Activity ▸ Look for the string "EnvReader" in the material below. Copy every line where you find it.

━━ Information given

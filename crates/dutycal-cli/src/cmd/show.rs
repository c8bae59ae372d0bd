//! `dutycal show` — display one event.

use crate::cmd::store_failure;
use crate::context::Context;
use crate::output::{EventRow, OutputMode, render_mode};
use clap::Args;

#[derive(Args, Debug)]
pub struct ShowArgs {
    /// Event ID.
    pub id: String,

    /// Read at quorum instead of from one replica.
    #[arg(long)]
    pub quorum: bool,
}

pub fn run_show(args: &ShowArgs, ctx: &Context, output: OutputMode) -> anyhow::Result<()> {
    let event = match ctx.store.fetch(&args.id, args.quorum) {
        Ok(event) => event,
        Err(err) => return store_failure(output, &err),
    };
    render_mode(
        output,
        &EventRow::from(&event),
        |row, w| row.write_text(w),
        |row, w| row.write_pretty(w),
    )
}

#[cfg(test)]
mod tests {
    use super::*;
    use clap::Parser;

    #[derive(Parser)]
    struct Wrapper {
        #[command(flatten)]
        args: ShowArgs,
    }

    #[test]
    fn show_args_parse_id_and_quorum() {
        let w = Wrapper::parse_from(["test", "0000B03:abc", "--quorum"]);
        assert_eq!(w.args.id, "0000B03:abc");
        assert!(w.args.quorum);
    }
}
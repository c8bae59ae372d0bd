//! `dutycal alert` — required shifts nobody has taken yet.
//!
//! Each configured notification looks ahead its own number of days; the
//! report lists what would be sent, delivery itself is left to the caller.

use crate::cmd::{fail, store_failure};
use crate::context::{Context, parse_local_time};
use crate::output::{CliError, EventRow, OutputMode, pretty_section, render_mode};
use clap::Args;
use dutycal_core::calendar::uncovered_events;
use dutycal_core::config::Notification;
use serde::Serialize;
use std::io::Write;
use tracing::warn;

const DEFAULT_LOOKAHEAD_DAYS: u32 = 3;

#[derive(Args, Debug)]
pub struct AlertArgs {
    /// Only evaluate this notification.
    #[arg(long)]
    pub notification: Option<String>,

    /// Ignore configured notifications and look this many days ahead.
    #[arg(long, conflicts_with = "notification")]
    pub lookahead: Option<u32>,

    /// Evaluate as of this local time instead of now.
    #[arg(long)]
    pub now: Option<String>,

    /// Exit with status 1 when any shift is uncovered.
    #[arg(long)]
    pub fail_on_uncovered: bool,
}

#[derive(Debug, Serialize)]
pub struct AlertOutput {
    pub notification: String,
    pub lookahead_days: u32,
    pub uncovered: Vec<EventRow>,
}

fn selected(args: &AlertArgs, ctx: &Context) -> anyhow::Result<Vec<Notification>> {
    if let Some(days) = args.lookahead {
        return Ok(vec![Notification {
            name: "adhoc".into(),
            warning_lookahead_days: days,
        }]);
    }
    let configured = &ctx.config.notifications;
    if let Some(name) = &args.notification {
        return configured
            .iter()
            .find(|n| &n.name == name)
            .cloned()
            .map(|n| vec![n])
            .ok_or_else(|| anyhow::anyhow!("no notification named {name:?}"));
    }
    if configured.is_empty() {
        return Ok(vec![Notification {
            name: "default".into(),
            warning_lookahead_days: DEFAULT_LOOKAHEAD_DAYS,
        }]);
    }
    Ok(configured.clone())
}

pub fn run_alert(args: &AlertArgs, ctx: &Context, output: OutputMode) -> anyhow::Result<()> {
    let notifications = match selected(args, ctx) {
        Ok(n) => n,
        Err(e) => return fail(output, &CliError::with_code(format!("{e:#}"), "invalid_args")),
    };
    let now = match args.now.as_deref().map(|t| parse_local_time(t, ctx.zone())) {
        None => ctx.now(),
        Some(Ok(now)) => now,
        Some(Err(e)) => {
            return fail(output, &CliError::with_code(format!("{e:#}"), "invalid_args"));
        }
    };

    let mut outputs = Vec::with_capacity(notifications.len());
    for notification in notifications {
        let events =
            match uncovered_events(&ctx.store, now, notification.warning_lookahead_days) {
                Ok(events) => events,
                Err(err) => return store_failure(output, &err),
            };
        if !events.is_empty() {
            warn!(
                notification = %notification.name,
                count = events.len(),
                "required shifts uncovered"
            );
        }
        outputs.push(AlertOutput {
            notification: notification.name,
            lookahead_days: notification.warning_lookahead_days,
            uncovered: events.iter().map(EventRow::from).collect(),
        });
    }

    render_mode(
        output,
        &outputs,
        |outputs, w| {
            for out in outputs {
                for row in &out.uncovered {
                    write!(w, "{}\t", out.notification)?;
                    row.write_text(w)?;
                }
            }
            Ok(())
        },
        |outputs, w| {
            for out in outputs {
                pretty_section(
                    w,
                    &format!(
                        "{}: {} uncovered in the next {} day(s)",
                        out.notification,
                        out.uncovered.len(),
                        out.lookahead_days
                    ),
                )?;
                for row in &out.uncovered {
                    writeln!(w, "  {}  {}  ({})", row.start, row.title, row.id)?;
                }
                writeln!(w)?;
            }
            Ok(())
        },
    )?;

    if args.fail_on_uncovered && outputs.iter().any(|o| !o.uncovered.is_empty()) {
        anyhow::bail!("uncovered required shifts");
    }
    Ok(())
}
//! Backend double for unit tests: counts calls and fails on demand.

use std::collections::HashSet;
use std::sync::Mutex;
use std::sync::atomic::{AtomicUsize, Ordering};

use crate::backend::{
    Column, ColumnBackend, ConsistencyLevel, IndexClause, KeySlice, Mutation,
};
use crate::db::SqliteBackend;
use crate::error::StoreError;

#[derive(Debug)]
pub struct ScriptedBackend {
    inner: SqliteBackend,
    pub slice_reads: AtomicUsize,
    pub index_reads: AtomicUsize,
    pub batches: AtomicUsize,
    /// Zero-based batch numbers answered with a timeout.
    failing_batches: Mutex<HashSet<usize>>,
    failing_index_reads: Mutex<Option<StoreError>>,
    pub consistency_seen: Mutex<Vec<ConsistencyLevel>>,
}

impl ScriptedBackend {
    pub fn new() -> Self {
        Self {
            inner: SqliteBackend::open_in_memory("dutycal").expect("in-memory store"),
            slice_reads: AtomicUsize::new(0),
            index_reads: AtomicUsize::new(0),
            batches: AtomicUsize::new(0),
            failing_batches: Mutex::new(HashSet::new()),
            failing_index_reads: Mutex::new(None),
            consistency_seen: Mutex::new(Vec::new()),
        }
    }

    pub fn fail_batch(&self, n: usize) {
        self.failing_batches.lock().expect("lock").insert(n);
    }

    pub fn fail_index_reads(&self, err: StoreError) {
        *self.failing_index_reads.lock().expect("lock") = Some(err);
    }

    pub fn calls(&self) -> usize {
        self.slice_reads.load(Ordering::SeqCst)
            + self.index_reads.load(Ordering::SeqCst)
            + self.batches.load(Ordering::SeqCst)
    }

    pub fn inner(&self) -> &SqliteBackend {
        &self.inner
    }

    fn record(&self, consistency: ConsistencyLevel) {
        self.consistency_seen.lock().expect("lock").push(consistency);
    }
}

impl ColumnBackend for ScriptedBackend {
    fn get_slice(
        &self,
        column_family: &str,
        key: &str,
        columns: &[&str],
        consistency: ConsistencyLevel,
    ) -> Result<Vec<Column>, StoreError> {
        self.slice_reads.fetch_add(1, Ordering::SeqCst);
        self.record(consistency);
        self.inner.get_slice(column_family, key, columns, consistency)
    }

    fn get_indexed_slices(
        &self,
        column_family: &str,
        clause: &IndexClause,
        columns: &[&str],
        consistency: ConsistencyLevel,
    ) -> Result<Vec<KeySlice>, StoreError> {
        self.index_reads.fetch_add(1, Ordering::SeqCst);
        self.record(consistency);
        if let Some(err) = self.failing_index_reads.lock().expect("lock").clone() {
            return Err(err);
        }
        self.inner
            .get_indexed_slices(column_family, clause, columns, consistency)
    }

    fn batch_mutate(
        &self,
        column_family: &str,
        key: &str,
        mutations: &[Mutation],
        consistency: ConsistencyLevel,
    ) -> Result<(), StoreError> {
        let n = self.batches.fetch_add(1, Ordering::SeqCst);
        self.record(consistency);
        if self.failing_batches.lock().expect("lock").contains(&n) {
            return Err(StoreError::Timeout(format!("scripted failure of batch {n}")));
        }
        self.inner
            .batch_mutate(column_family, key, mutations, consistency)
    }
}
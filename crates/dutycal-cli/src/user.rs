//! Acting-user resolution for roster commands.
//!
//! The resolution chain: `--user` flag > `DUTYCAL_USER` env > `USER` env (TTY only).
//! Commands that change ownership require a user; read-only commands work without one.

use std::env;

/// Errors from user resolution.
#[derive(Debug, Clone, PartialEq, Eq)]
pub struct UserResolutionError {
    /// Human-readable description.
    pub message: String,
    /// Machine error code.
    pub code: &'static str,
}

impl std::fmt::Display for UserResolutionError {
    fn fmt(&self, f: &mut std::fmt::Formatter<'_>) -> std::fmt::Result {
        write!(f, "{}", self.message)
    }
}

impl std::error::Error for UserResolutionError {}

/// Environment reader trait for dependency injection in tests.
trait EnvReader {
    fn get(&self, key: &str) -> Option<String>;
    fn is_tty(&self) -> bool;
}

struct RealEnv;

impl EnvReader for RealEnv {
    fn get(&self, key: &str) -> Option<String> {
        env::var(key).ok().filter(|v| !v.is_empty())
    }

    fn is_tty(&self) -> bool {
        use std::io::IsTerminal;
        std::io::stdin().is_terminal()
    }
}

fn resolve_user_with(cli_flag: Option<&str>, env: &dyn EnvReader) -> Option<String> {
    if let Some(user) = cli_flag.filter(|u| !u.is_empty()) {
        return Some(user.to_string());
    }

    if let Some(val) = env.get("DUTYCAL_USER") {
        return Some(val);
    }

    // A login name is only trusted interactively.
    if env.is_tty() {
        return env.get("USER");
    }

    None
}

/// Resolve the acting user, or an error naming the ways to set one.
pub fn require_user(cli_flag: Option<&str>) -> Result<String, UserResolutionError> {
    resolve_user_with(cli_flag, &RealEnv).ok_or_else(|| UserResolutionError {
        message: "Acting user required for this command. \
                  Set --user or the DUTYCAL_USER environment variable."
            .to_string(),
        code: "missing_user",
    })
}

━━━━

Your solution ▸
trait EnvReader {
impl EnvReader for RealEnv {
fn resolve_user_with(cli_flag: Option<&str>, env: &dyn EnvReader) -> Option<String> {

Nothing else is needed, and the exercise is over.